Area still linked to auto industry

By Thomas Gnau

Staff Writer

Sunday, January 04, 2009

General Motors Corp. has closed its last solely owned Dayton-area plant. But Dayton is still very much tied to the auto industry, off-shore and domestic.

Honda, Delphi, Tenneco, Harco Industries, Behr Thermal Products, Inteva Products and, yes, a jointly owned GM-Isuzu operation all continue to produce locally.

There are others, as well. And those companies rely on suppliers and vendors, many of them local.

"We are a community that manufactures and makes things," said Joe Tuss, assistant Montgomery County administrator. "Automotive will be a part of it, but it will be more diversified."

"I do not believe we will build our economy on just one industry," said Deborah Feldman, county administrator.

Manufacturing will be always be critical, but so will finding "diversity" within manufacturing, Feldman added.

This is a tough time for auto companies. Firms still standing remain vulnerable to the worst economic slowdown in decades. Even Honda has announced at least two production slowdowns — but no layoffs — this year at its Marysville and East Liberty plants.

GM still operates its DMAX plant, owned with Isuzu Motors, off Dryden Road in Moraine. Even after two waves of layoffs in 2008, about 435 hourly workers still make engines at DMAX for heavy-duty trucks, such as the Chevrolet Kodiak and GMC Topkick models.

And GM still is making a $69 million investment into the plant for next-generation 6.6-liter V-8 diesel engines.

In recent years, Delphi had as many as seven plants running in Montgomery County. Today, only the company's Vandalia plant continues to operate, with fewer than 200 workers. (Located near the plant off Northwoods Boulevard is a Delphi engineering office. A Delphi spokesman could not give total Vandalia employee numbers.)

Still, other companies have put manufacturing work in at least two former Delphi plants. Before recent layoffs, Tenneco employed about 300 workers at what was Delphi's Woodman Drive plant. Delphi leased part of the Woodman facility — about 930,000 square feet — to Tenneco earlier this year.
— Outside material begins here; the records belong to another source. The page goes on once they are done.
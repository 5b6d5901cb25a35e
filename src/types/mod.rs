// src/types/mod.rs - Moderation data model shared by every subsystem

use chrono::{DateTime, Utc};
use serde::{Deserialize, Serialize};
use std::collections::HashSet;
use std::fmt;
use std::str::FromStr;
use uuid::Uuid;

pub mod errors;

pub use errors::{
    ActuatorError, ActuatorResult, ModerationError, ModerationResult, StoreError, StoreResult,
    StuckActionError, ValidationError,
};

pub type UserId = u64;
pub type ChannelId = u64;
pub type MessageId = u64;

/// One inbound chat message as delivered by the platform
#[derive(Debug, Clone, PartialEq, Serialize, Deserialize)]
pub struct Event {
    pub message_id: MessageId,
    pub author_id: UserId,
    pub channel_id: ChannelId,
    pub content: String,
    pub timestamp: DateTime<Utc>,
    #[serde(default)]
    pub mentions: HashSet<UserId>,
}

impl Event {
    pub fn new(message_id: MessageId, author_id: UserId, channel_id: ChannelId, content: impl Into<String>) -> Self {
        Self {
            message_id,
            author_id,
            channel_id,
            content: content.into(),
            timestamp: Utc::now(),
            mentions: HashSet::new(),
        }
    }

    pub fn with_mentions<I: IntoIterator<Item = UserId>>(mut self, mentions: I) -> Self {
        self.mentions = mentions.into_iter().collect();
        self
    }

    pub fn at(mut self, timestamp: DateTime<Utc>) -> Self {
        self.timestamp = timestamp;
        self
    }

    pub fn event_ref(&self) -> EventRef {
        EventRef {
            channel_id: self.channel_id,
            message_id: self.message_id,
        }
    }
}

/// Addresses a single message on the platform
#[derive(Debug, Clone, Copy, PartialEq, Eq, Hash, Serialize, Deserialize)]
pub struct EventRef {
    pub channel_id: ChannelId,
    pub message_id: MessageId,
}

impl fmt::Display for EventRef {
    fn fmt(&self, f: &mut fmt::Formatter<'_>) -> fmt::Result {
        write!(f, "{}/{}", self.channel_id, self.message_id)
    }
}

/// Entry of the shared recent-activity window
#[derive(Debug, Clone, PartialEq)]
pub struct ActivityRecord {
    pub author_id: UserId,
    pub normalized_content: String,
    pub is_shouting: bool,
    pub timestamp: DateTime<Utc>,
}

#[derive(Debug, Clone, Copy, PartialEq, Eq, Hash, Serialize, Deserialize)]
#[serde(rename_all = "lowercase")]
pub enum PatternKind {
    /// Literal, anchored on word boundaries
    Word,
    /// User supplied expression, used verbatim
    Regex,
}

/// A censor, invite or ping expression as registered by staff or users
#[derive(Debug, Clone, PartialEq, Eq, Serialize, Deserialize)]
pub struct PatternEntry {
    pub kind: PatternKind,
    pub expression: String,
    #[serde(default)]
    pub owner_id: Option<UserId>,
}

impl PatternEntry {
    pub fn word(owner_id: Option<UserId>, expression: impl Into<String>) -> Self {
        Self { kind: PatternKind::Word, expression: expression.into(), owner_id }
    }

    pub fn regex(owner_id: Option<UserId>, expression: impl Into<String>) -> Self {
        Self { kind: PatternKind::Regex, expression: expression.into(), owner_id }
    }

    pub fn is_global(&self) -> bool {
        self.owner_id.is_none()
    }
}

/// Deferred reversal kinds understood by the scheduler
#[derive(Debug, Clone, Copy, PartialEq, Eq, Hash, Serialize, Deserialize)]
#[serde(rename_all = "SCREAMING_SNAKE_CASE")]
pub enum ActionKind {
    Unmute,
    Unban,
    Unselfmute,
    RevertStatus,
}

impl ActionKind {
    pub fn as_str(&self) -> &'static str {
        match self {
            ActionKind::Unmute => "UNMUTE",
            ActionKind::Unban => "UNBAN",
            ActionKind::Unselfmute => "UNSELFMUTE",
            ActionKind::RevertStatus => "REVERT_STATUS",
        }
    }
}

impl fmt::Display for ActionKind {
    fn fmt(&self, f: &mut fmt::Formatter<'_>) -> fmt::Result {
        f.write_str(self.as_str())
    }
}

impl FromStr for ActionKind {
    type Err = ValidationError;

    fn from_str(s: &str) -> Result<Self, Self::Err> {
        match s.trim().to_ascii_uppercase().as_str() {
            "UNMUTE" => Ok(ActionKind::Unmute),
            "UNBAN" => Ok(ActionKind::Unban),
            "UNSELFMUTE" => Ok(ActionKind::Unselfmute),
            "REVERT_STATUS" | "REMOVE_STATUS" => Ok(ActionKind::RevertStatus),
            _ => Err(ValidationError::UnknownAction(s.to_string())),
        }
    }
}

/// Lifecycle of a persisted action
#[derive(Debug, Clone, PartialEq, Serialize, Deserialize)]
#[serde(tag = "state", rename_all = "snake_case")]
pub enum ActionState {
    Pending,
    /// Claimed by a poll pass; never dispatched a second time
    Executing { started_at: DateTime<Utc> },
    /// Handler failed; waits for an operator
    Stuck { reason: String, since: DateTime<Utc> },
}

impl Default for ActionState {
    fn default() -> Self {
        ActionState::Pending
    }
}

#[derive(Debug, Clone, PartialEq, Serialize, Deserialize)]
pub struct ScheduledAction {
    pub id: Uuid,
    pub due_at: DateTime<Utc>,
    pub kind: ActionKind,
    pub subject_id: UserId,
    pub dedup_tag: String,
    #[serde(default)]
    pub state: ActionState,
    pub created_at: DateTime<Utc>,
}

impl ScheduledAction {
    pub fn new(kind: ActionKind, subject_id: UserId, due_at: DateTime<Utc>, dedup_tag: impl Into<String>) -> Self {
        Self {
            id: Uuid::new_v4(),
            due_at,
            kind,
            subject_id,
            dedup_tag: dedup_tag.into(),
            state: ActionState::Pending,
            created_at: Utc::now(),
        }
    }

    pub fn is_pending(&self) -> bool {
        matches!(self.state, ActionState::Pending)
    }

    pub fn is_stuck(&self) -> bool {
        matches!(self.state, ActionState::Stuck { .. })
    }

    pub fn is_due(&self, now: DateTime<Utc>) -> bool {
        self.is_pending() && self.due_at <= now
    }

    /// True when both actions target the same timer slot
    pub fn same_slot(&self, kind: ActionKind, subject_id: UserId) -> bool {
        self.kind == kind && self.subject_id == subject_id
    }
}

#[derive(Debug, Clone, Copy, PartialEq, Eq, Serialize, Deserialize)]
#[serde(rename_all = "SCREAMING_SNAKE_CASE")]
pub enum Verdict {
    Clean,
    Warn,
    Sanction,
}

#[derive(Debug, Clone, Copy, PartialEq, Eq, Serialize, Deserialize)]
#[serde(rename_all = "SCREAMING_SNAKE_CASE")]
pub enum Reason {
    None,
    Repetition,
    Caps,
    Censored,
    InviteLink,
}

impl fmt::Display for Reason {
    fn fmt(&self, f: &mut fmt::Formatter<'_>) -> fmt::Result {
        let text = match self {
            Reason::None => "none",
            Reason::Repetition => "repeatedly spamming similar messages",
            Reason::Caps => "repeatedly using caps",
            Reason::Censored => "using censored language",
            Reason::InviteLink => "posting an external invite link",
        };
        f.write_str(text)
    }
}

/// Classification of one event; never persisted
#[derive(Debug, Clone, PartialEq)]
pub struct SanctionDecision {
    pub verdict: Verdict,
    pub reason: Reason,
    pub matched_expression: Option<String>,
    /// Window count that produced the verdict
    pub score: usize,
}

impl SanctionDecision {
    pub fn clean() -> Self {
        Self { verdict: Verdict::Clean, reason: Reason::None, matched_expression: None, score: 0 }
    }

    pub fn warn(reason: Reason, score: usize) -> Self {
        Self { verdict: Verdict::Warn, reason, matched_expression: None, score }
    }

    pub fn sanction(reason: Reason, score: usize) -> Self {
        Self { verdict: Verdict::Sanction, reason, matched_expression: None, score }
    }

    pub fn is_clean(&self) -> bool {
        self.verdict == Verdict::Clean
    }
}

/// Staff-facing record of an automatic sanction
#[derive(Debug, Clone, PartialEq, Serialize, Deserialize)]
pub struct AuditRecord {
    pub subject_id: UserId,
    pub channel_id: ChannelId,
    pub reason: Reason,
    pub score: usize,
    pub threshold: usize,
    /// When the deferred reversal is due, if one was scheduled
    pub expires_at: Option<DateTime<Utc>>,
    /// False when the platform refused or failed the sanction
    pub applied: bool,
    pub recorded_at: DateTime<Utc>,
}
//! Assembly instruction simulator.
//!
//! Parses a small assembly dialect, executes it over a register file and a
//! bounded operand stack, and emits a JSON trace of every executed step.

pub mod utils;
pub mod virtual_machine;
//! Execution engine.
//!
//! The VM walks a [`Program`] with a signed program counter, mutating a
//! sixteen-register file, a bounded operand stack and a single zero flag.
//! Execution stops as soon as the program counter leaves the program.
//!
//! Every instruction either completes ("handled"), in which case a snapshot is
//! sent to the [`StepSink`], or it is skipped: unknown opcodes and untaken `je`
//! are skipped silently, while recoverable [`VMError`]s are passed to the
//! [`Diagnostics`] sink. Skipped instructions still advance the program
//! counter. Only sink failures abort a run.
//!
//! All arithmetic uses wrapping semantics to prevent overflow panics.

pub mod registers;
pub mod stack;


use crate::virtual_machine::assembler::parse_i64;
use crate::virtual_machine::errors::VMError;
use crate::virtual_machine::isa::{ArithOp, Operation};
use crate::virtual_machine::program::{Instruction, Program};
use crate::virtual_machine::trace::{Snapshot, StepSink};
use crate::warn;
use registers::Registers;
use stack::Stack;

/// Register implicitly decremented by `loop`.
const LOOP_COUNTER: &str = "rcx";

/// A recoverable error tied to the instruction that raised it.
#[derive(Debug)]
pub struct Diagnostic {
    /// Source line of the instruction.
    pub line: usize,
    /// Normalized source text of the instruction.
    pub instr: String,
    pub error: VMError,
}

/// Receives recoverable errors raised during execution.
pub trait Diagnostics {
    fn report(&mut self, diagnostic: Diagnostic);
}

/// Collects diagnostics in memory.
impl Diagnostics for Vec<Diagnostic> {
    fn report(&mut self, diagnostic: Diagnostic) {
        self.push(diagnostic);
    }
}

/// Logs each diagnostic as a warning on stderr.
#[derive(Debug, Default)]
pub struct LogDiagnostics {
    /// Number of diagnostics reported so far.
    pub count: usize,
}

impl Diagnostics for LogDiagnostics {
    fn report(&mut self, diagnostic: Diagnostic) {
        self.count += 1;
        warn!(
            "line {}: {}: {}",
            diagnostic.line, diagnostic.instr, diagnostic.error
        );
    }
}

/// Outcome of dispatching one instruction.
#[derive(Clone, Copy, Debug, Eq, PartialEq)]
enum Flow {
    /// Completed; fall through to the next instruction.
    Next,
    /// Completed; continue at the given index.
    Jump(usize),
    /// Not handled, without error (unknown opcode, untaken branch).
    Skip,
}

/// Interpreter for a parsed [`Program`].
pub struct VM<'p> {
    program: &'p Program,
    /// Index of the next instruction; may leave the program to halt.
    pc: i64,
    registers: Registers,
    stack: Stack,
    zero_flag: bool,
    /// Handled instructions so far.
    steps: usize,
}

impl<'p> VM<'p> {
    /// Creates a VM at pc 0 with zeroed registers, an empty stack and a clear flag.
    pub fn new(program: &'p Program) -> Self {
        Self {
            program,
            pc: 0,
            registers: Registers::new(),
            stack: Stack::new(),
            zero_flag: false,
            steps: 0,
        }
    }

    pub fn pc(&self) -> i64 {
        self.pc
    }

    pub fn registers(&self) -> &Registers {
        &self.registers
    }

    pub fn stack(&self) -> &Stack {
        &self.stack
    }

    pub fn zero_flag(&self) -> bool {
        self.zero_flag
    }

    pub fn steps(&self) -> usize {
        self.steps
    }

    /// Returns the instruction at the program counter, or `None` once halted.
    fn current(&self) -> Option<&'p Instruction> {
        let program = self.program;
        usize::try_from(self.pc).ok().and_then(|pc| program.get(pc))
    }

    pub fn is_halted(&self) -> bool {
        self.current().is_none()
    }

    /// Runs until the program counter leaves the program.
    ///
    /// Returns the number of handled instructions. Does not terminate for
    /// programs that loop forever.
    pub fn run<S: StepSink, D: Diagnostics>(
        &mut self,
        sink: &mut S,
        diagnostics: &mut D,
    ) -> Result<usize, VMError> {
        while self.step(sink, diagnostics)? {}
        Ok(self.steps)
    }

    /// Executes a single instruction.
    ///
    /// Returns `false` without doing anything when the VM has halted.
    pub fn step<S: StepSink, D: Diagnostics>(
        &mut self,
        sink: &mut S,
        diagnostics: &mut D,
    ) -> Result<bool, VMError> {
        let Some(instruction) = self.current() else {
            return Ok(false);
        };

        let flow = match self.exec(instruction, diagnostics) {
            Ok(flow) => flow,
            Err(error) => {
                diagnostics.report(Diagnostic {
                    line: instruction.line,
                    instr: instruction.source.clone(),
                    error,
                });
                Flow::Skip
            }
        };

        match flow {
            Flow::Jump(target) => self.pc = target as i64,
            Flow::Next | Flow::Skip => self.pc += 1,
        }

        if flow != Flow::Skip {
            self.steps += 1;
            sink.record(&Snapshot::capture(
                self.steps,
                instruction,
                &self.stack,
                &self.registers,
            ))?;
        }

        Ok(true)
    }

    /// Resolves a token as a register value, falling back to an integer literal.
    fn resolve(&self, token: &str) -> Result<i64, VMError> {
        self.registers
            .get(token)
            .or_else(|_| parse_i64(token))
    }

    /// Executes a single decoded instruction.
    fn exec<D: Diagnostics>(
        &mut self,
        instruction: &Instruction,
        diagnostics: &mut D,
    ) -> Result<Flow, VMError> {
        match &instruction.operation {
            Operation::Mov { dst, src } => self.op_mov(dst, src),
            Operation::Push { src } => self.op_push(src),
            Operation::Pop { dst } => self.op_pop(instruction, dst.as_deref(), diagnostics),
            Operation::StackArith(op) => self.op_stack_arith(*op),
            Operation::RegArith { op, dst, src } => self.op_reg_arith(*op, dst, src),
            Operation::Jmp { label } => self.op_jmp(label),
            Operation::Loop { label } => self.op_loop(instruction, label, diagnostics),
            Operation::Cmp { lhs, rhs } => self.op_cmp(lhs, rhs),
            Operation::Je { label } => self.op_je(label),
            Operation::Nop => Ok(Flow::Skip),
        }
    }

    fn op_mov(&mut self, dst: &str, src: &str) -> Result<Flow, VMError> {
        let value = self.resolve(src)?;
        self.registers.set(dst, value)?;
        Ok(Flow::Next)
    }

    fn op_push(&mut self, src: &str) -> Result<Flow, VMError> {
        let value = self.resolve(src)?;
        self.stack.push(value)?;
        Ok(Flow::Next)
    }

    /// The pop itself decides the outcome; a bad destination is only reported.
    fn op_pop<D: Diagnostics>(
        &mut self,
        instruction: &Instruction,
        dst: Option<&str>,
        diagnostics: &mut D,
    ) -> Result<Flow, VMError> {
        let value = self.stack.pop()?;
        if let Some(dst) = dst
            && let Err(error) = self.registers.set(dst, value)
        {
            diagnostics.report(Diagnostic {
                line: instruction.line,
                instr: instruction.source.clone(),
                error,
            });
        }
        Ok(Flow::Next)
    }

    /// Pops `b` then `a` and pushes `a OP b`.
    ///
    /// Operands popped before a failure (underflow, division by zero) are lost.
    fn op_stack_arith(&mut self, op: ArithOp) -> Result<Flow, VMError> {
        let b = self.stack.pop()?;
        let a = self.stack.pop()?;
        let result = op.apply(a, b)?;
        self.stack.push(result)?;
        Ok(Flow::Next)
    }

    fn op_reg_arith(&mut self, op: ArithOp, dst: &str, src: &str) -> Result<Flow, VMError> {
        let a = self.registers.get(dst)?;
        let b = self.resolve(src)?;
        let result = op.apply(a, b)?;
        self.registers.set(dst, result)?;
        Ok(Flow::Next)
    }

    fn op_jmp(&mut self, label: &str) -> Result<Flow, VMError> {
        Ok(Flow::Jump(self.program.resolve_label(label)?))
    }

    /// Decrements `rcx` and branches while it is non-zero.
    ///
    /// Always handled: an undefined label is reported but the decrement stands.
    fn op_loop<D: Diagnostics>(
        &mut self,
        instruction: &Instruction,
        label: &str,
        diagnostics: &mut D,
    ) -> Result<Flow, VMError> {
        let counter = self.registers.get(LOOP_COUNTER)?.wrapping_sub(1);
        self.registers.set(LOOP_COUNTER, counter)?;

        match self.program.resolve_label(label) {
            Ok(target) if counter != 0 => Ok(Flow::Jump(target)),
            Ok(_) => Ok(Flow::Next),
            Err(error) => {
                diagnostics.report(Diagnostic {
                    line: instruction.line,
                    instr: instruction.source.clone(),
                    error,
                });
                Ok(Flow::Next)
            }
        }
    }

    fn op_cmp(&mut self, lhs: &str, rhs: &str) -> Result<Flow, VMError> {
        let a = self.resolve(lhs)?;
        let b = self.resolve(rhs)?;
        self.zero_flag = a == b;
        Ok(Flow::Next)
    }

    /// Only a taken branch counts as handled.
    fn op_je(&mut self, label: &str) -> Result<Flow, VMError> {
        if !self.zero_flag {
            return Ok(Flow::Skip);
        }
        Ok(Flow::Jump(self.program.resolve_label(label)?))
    }
}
And in August, Harco Industries announced a lease to occupy the former Delphi plant at 3535 Kettering Blvd., in the shadow of the GM assembly plant where production ended Dec. 23. With some 350 workers, Harco produces brake hoses and brake hose fittings there.

Honda is the only company actually assembling automobiles anywhere near Dayton. The company has nearly 12,000 employees within a 75-minute drive of Dayton, including nearly 400 workers at a Troy distribution site.

"There is no doubt that automotive manufacturing and automotive parts manufacturing, from a supplier perspective, is still going to be a strong part of both the Dayton regional economy as well the Ohio economy," Tuss said.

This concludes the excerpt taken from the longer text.